**The task:**
The lines below that include the word "encode" are to be reported.

**Material for the task:**
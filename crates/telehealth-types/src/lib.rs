//! Validated text types shared across the telehealth crates.
//!
//! Values of these types are checked once at construction (including deserialisation), so
//! downstream code can rely on the invariant without re-validating.

/// Errors that can occur when creating validated text types.
#[derive(Debug, thiserror::Error, PartialEq, Eq)]
pub enum TextError {
    /// The input text was empty or contained only whitespace
    #[error("Text cannot be empty")]
    Empty,
    /// The input was not a plausible email address
    #[error("Invalid email address: {0}")]
    InvalidEmail(String),
}

/// A string type that guarantees non-empty content.
///
/// This type wraps a `String` and ensures it contains at least one non-whitespace character.
/// The input is automatically trimmed of leading and trailing whitespace during construction.
#[derive(Debug, Clone, PartialEq, Eq, Hash)]
pub struct NonEmptyText(String);

impl NonEmptyText {
    /// Creates a new `NonEmptyText` from the given input.
    ///
    /// The input is trimmed of leading and trailing whitespace. If the trimmed
    /// result is empty, an error is returned.
    ///
    /// # Arguments
    ///
    /// * `input` - Any type that can be converted to a string reference
    ///
    /// # Returns
    ///
    /// Returns `Ok(NonEmptyText)` if the trimmed input is non-empty,
    /// or `Err(TextError::Empty)` if it's empty or contains only whitespace.
    pub fn new(input: impl AsRef<str>) -> Result<Self, TextError> {
        let trimmed = input.as_ref().trim();
        if trimmed.is_empty() {
            return Err(TextError::Empty);
        }
        Ok(Self(trimmed.to_owned()))
    }

    /// Returns the inner string as a string slice.
    pub fn as_str(&self) -> &str {
        &self.0
    }
}

impl std::fmt::Display for NonEmptyText {
    fn fmt(&self, f: &mut std::fmt::Formatter<'_>) -> std::fmt::Result {
        write!(f, "{}", self.0)
    }
}

impl AsRef<str> for NonEmptyText {
    fn as_ref(&self) -> &str {
        &self.0
    }
}

impl serde::Serialize for NonEmptyText {
    fn serialize<S>(&self, serializer: S) -> Result<S::Ok, S::Error>
    where
        S: serde::Serializer,
    {
        serializer.serialize_str(&self.0)
    }
}

impl<'de> serde::Deserialize<'de> for NonEmptyText {
    fn deserialize<D>(deserializer: D) -> Result<Self, D::Error>
    where
        D: serde::Deserializer<'de>,
    {
        let s = String::deserialize(deserializer)?;
        NonEmptyText::new(&s).map_err(serde::de::Error::custom)
    }
}

/// An email address normalised to lower case.
///
/// Validation is deliberately shallow: exactly one `@`, a non-empty local part, and a domain
/// containing a dot that neither starts nor ends the domain. No whitespace is allowed.
#[derive(Debug, Clone, PartialEq, Eq, Hash)]
pub struct EmailAddress(String);

impl EmailAddress {
    /// Parses and normalises an email address.
    ///
    /// # Errors
    ///
    /// Returns `TextError::Empty` for blank input and `TextError::InvalidEmail` when the
    /// address does not have the `local@domain.tld` shape.
    pub fn parse(input: impl AsRef<str>) -> Result<Self, TextError> {
        let trimmed = input.as_ref().trim();
        if trimmed.is_empty() {
            return Err(TextError::Empty);
        }

        let invalid = || TextError::InvalidEmail(trimmed.to_owned());

        if trimmed.chars().any(char::is_whitespace) {
            return Err(invalid());
        }

        let (local, domain) = trimmed.split_once('@').ok_or_else(invalid)?;
        if local.is_empty() || domain.contains('@') {
            return Err(invalid());
        }
        if !domain.contains('.') || domain.starts_with('.') || domain.ends_with('.') {
            return Err(invalid());
        }

        Ok(Self(trimmed.to_lowercase()))
    }

    pub fn as_str(&self) -> &str {
        &self.0
    }
}

impl std::fmt::Display for EmailAddress {
    fn fmt(&self, f: &mut std::fmt::Formatter<'_>) -> std::fmt::Result {
        write!(f, "{}", self.0)
    }
}

impl AsRef<str> for EmailAddress {
    fn as_ref(&self) -> &str {
        &self.0
    }
}

impl serde::Serialize for EmailAddress {
    fn serialize<S>(&self, serializer: S) -> Result<S::Ok, S::Error>
    where
        S: serde::Serializer,
    {
        serializer.serialize_str(&self.0)
    }
}

impl<'de> serde::Deserialize<'de> for EmailAddress {
    fn deserialize<D>(deserializer: D) -> Result<Self, D::Error>
    where
        D: serde::Deserializer<'de>,
    {
        let s = String::deserialize(deserializer)?;
        EmailAddress::parse(&s).map_err(serde::de::Error::custom)
    }
}
//! Signed, time-limited bearer tokens.
//!
//! Tokens use the compact JWT shape with HS256:
//! `base64url(header).base64url(claims).base64url(HMAC-SHA256(secret, header.claims))`.
//!
//! Every way a token can be wrong (shape, encoding, signature, claims, expiry) collapses to
//! [`AccountError::Unauthenticated`] so callers cannot tell which check failed.

use crate::account::{Account, Role};
use crate::config::CoreConfig;
use crate::{AccountError, AccountId, AccountResult};
use base64::{engine::general_purpose::URL_SAFE_NO_PAD, Engine as _};
use chrono::{DateTime, Duration, TimeZone, Utc};
use hmac::{Hmac, Mac};
use serde::{Deserialize, Serialize};
use sha2::Sha256;

type HmacSha256 = Hmac<Sha256>;

#[derive(Serialize, Deserialize)]
struct TokenHeader {
    alg: String,
    typ: String,
}

/// Claims carried by a bearer token.
#[derive(Clone, Debug, PartialEq, Eq, Serialize, Deserialize)]
pub struct TokenClaims {
    /// Account id.
    pub sub: AccountId,
    pub role: Role,
    /// Issued-at, seconds since the Unix epoch.
    pub iat: i64,
    /// Expiry, seconds since the Unix epoch.
    pub exp: i64,
}

/// A freshly issued token and the instant it stops being accepted.
#[derive(Clone, Debug)]
pub struct IssuedToken {
    pub token: String,
    pub expires_at: DateTime<Utc>,
}

/// Issues and verifies bearer tokens with a single HMAC key.
#[derive(Clone)]
pub struct TokenService {
    secret: Vec<u8>,
    ttl: Duration,
}

impl TokenService {
    pub fn new(cfg: &CoreConfig) -> Self {
        Self {
            secret: cfg.token_secret().to_vec(),
            ttl: cfg.token_ttl(),
        }
    }

    /// Issues a token for `account` that expires one lifetime after `now`.
    pub fn issue_at(&self, account: &Account, now: DateTime<Utc>) -> AccountResult<IssuedToken> {
        let expires_at = now + self.ttl;
        let claims = TokenClaims {
            sub: account.id.clone(),
            role: account.role,
            iat: now.timestamp(),
            exp: expires_at.timestamp(),
        };

        let header = TokenHeader {
            alg: "HS256".to_string(),
            typ: "JWT".to_string(),
        };
        let header_json = serde_json::to_vec(&header).map_err(AccountError::Serialization)?;
        let claims_json = serde_json::to_vec(&claims).map_err(AccountError::Serialization)?;

        let message = format!(
            "{}.{}",
            URL_SAFE_NO_PAD.encode(header_json),
            URL_SAFE_NO_PAD.encode(claims_json)
        );
        let signature = self.mac(message.as_bytes())?.finalize().into_bytes();

        Ok(IssuedToken {
            token: format!("{}.{}", message, URL_SAFE_NO_PAD.encode(signature)),
            expires_at,
        })
    }

    pub fn issue(&self, account: &Account) -> AccountResult<IssuedToken> {
        self.issue_at(account, Utc::now())
    }

    /// Verifies signature and expiry as of `now` and returns the claims.
    pub fn verify_at(&self, token: &str, now: DateTime<Utc>) -> AccountResult<TokenClaims> {
        let mut parts = token.split('.');
        let (Some(header), Some(claims), Some(signature), None) =
            (parts.next(), parts.next(), parts.next(), parts.next())
        else {
            return Err(AccountError::Unauthenticated);
        };

        let signature = URL_SAFE_NO_PAD
            .decode(signature)
            .map_err(|_| AccountError::Unauthenticated)?;

        let mut mac = self.mac(header.as_bytes())?;
        mac.update(b".");
        mac.update(claims.as_bytes());
        mac.verify_slice(&signature)
            .map_err(|_| AccountError::Unauthenticated)?;

        let header_json = URL_SAFE_NO_PAD
            .decode(header)
            .map_err(|_| AccountError::Unauthenticated)?;
        let header: TokenHeader =
            serde_json::from_slice(&header_json).map_err(|_| AccountError::Unauthenticated)?;
        if header.alg != "HS256" {
            return Err(AccountError::Unauthenticated);
        }

        let claims_json = URL_SAFE_NO_PAD
            .decode(claims)
            .map_err(|_| AccountError::Unauthenticated)?;
        let claims: TokenClaims =
            serde_json::from_slice(&claims_json).map_err(|_| AccountError::Unauthenticated)?;

        let expires_at = Utc
            .timestamp_opt(claims.exp, 0)
            .single()
            .ok_or(AccountError::Unauthenticated)?;
        if expires_at <= now {
            return Err(AccountError::Unauthenticated);
        }

        Ok(claims)
    }

    pub fn verify(&self, token: &str) -> AccountResult<TokenClaims> {
        self.verify_at(token, Utc::now())
    }

    fn mac(&self, data: &[u8]) -> AccountResult<HmacSha256> {
        let mut mac = HmacSha256::new_from_slice(&self.secret)
            .map_err(|e| AccountError::Crypto(e.to_string()))?;
        mac.update(data);
        Ok(mac)
    }
}
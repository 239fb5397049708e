//! Standalone REST API server binary.
//!
//! ## Purpose
//! Runs the REST API server on its own.
//!
//! ## Intended use
//! Useful for development and debugging against the frontend. The workspace's main
//! `telehealth-run` binary serves the same router.

use api_rest::{config_from_env, rest_addr_from_env, router, AppState};
use std::sync::Arc;
use tracing_subscriber::{layer::SubscriberExt, util::SubscriberInitExt};

/// Main entry point for the telehealth REST API server
///
/// # Environment Variables
/// - `TELEHEALTH_REST_ADDR`: Server address (default: "0.0.0.0:5000")
/// - `TELEHEALTH_DATA_DIR`: Account storage root (default: "telehealth_data")
/// - `TELEHEALTH_TOKEN_SECRET`: HMAC key for bearer tokens (required, at least 32 bytes)
/// - `TELEHEALTH_TOKEN_TTL_SECS`: Token lifetime (default: 86400)
/// - `TELEHEALTH_HASH_ITERATIONS`: PBKDF2 iterations (default: 10000)
///
/// # Errors
/// Returns an error if:
/// - the logging/tracing configuration cannot be initialised,
/// - the configuration is invalid,
/// - the server address cannot be bound, or
/// - the HTTP server fails while running.
#[tokio::main]
async fn main() -> anyhow::Result<()> {
    dotenvy::dotenv().ok();

    tracing_subscriber::registry()
        .with(
            tracing_subscriber::EnvFilter::from_default_env()
                .add_directive("api_rest=info".parse()?)
                .add_directive("telehealth_core=info".parse()?),
        )
        .with(tracing_subscriber::fmt::layer())
        .init();

    let cfg = Arc::new(config_from_env()?);
    let addr = rest_addr_from_env();

    tracing::info!("-- Starting telehealth REST API on {}", addr);
    tracing::info!("-- Account data under {}", cfg.data_dir().display());

    let app = router(AppState::from_config(cfg));

    let listener = tokio::net::TcpListener::bind(&addr).await?;
    axum::serve(listener, app).await?;

    Ok(())
}
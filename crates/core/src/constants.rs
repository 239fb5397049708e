//! Constants used throughout the telehealth core crate.
//!
//! Path names, defaults and policy values live here so the store, config and services agree.

/// Default directory for account storage when no explicit directory is configured.
pub const DEFAULT_DATA_DIR: &str = "telehealth_data";

/// Directory name (under the data directory) for account documents.
pub const ACCOUNTS_DIR_NAME: &str = "accounts";

/// Filename of the JSON document inside each account directory.
pub const ACCOUNT_FILENAME: &str = "account.json";

/// Default bearer-token lifetime in seconds (24 hours).
pub const DEFAULT_TOKEN_TTL_SECS: i64 = 24 * 60 * 60;

/// Default PBKDF2 iteration count for password hashing.
pub const DEFAULT_HASH_ITERATIONS: u32 = 10_000;

/// Minimum accepted length (in bytes) of the token signing secret.
pub const MIN_TOKEN_SECRET_LEN: usize = 32;

/// Minimum accepted password length (in characters).
pub const MIN_PASSWORD_LEN: usize = 6;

**Response below:**
            URL_SAFE_NO_PAD.encode(header_json),
            URL_SAFE_NO_PAD.encode(claims_json)
            token: format!("{}.{}", message, URL_SAFE_NO_PAD.encode(signature)),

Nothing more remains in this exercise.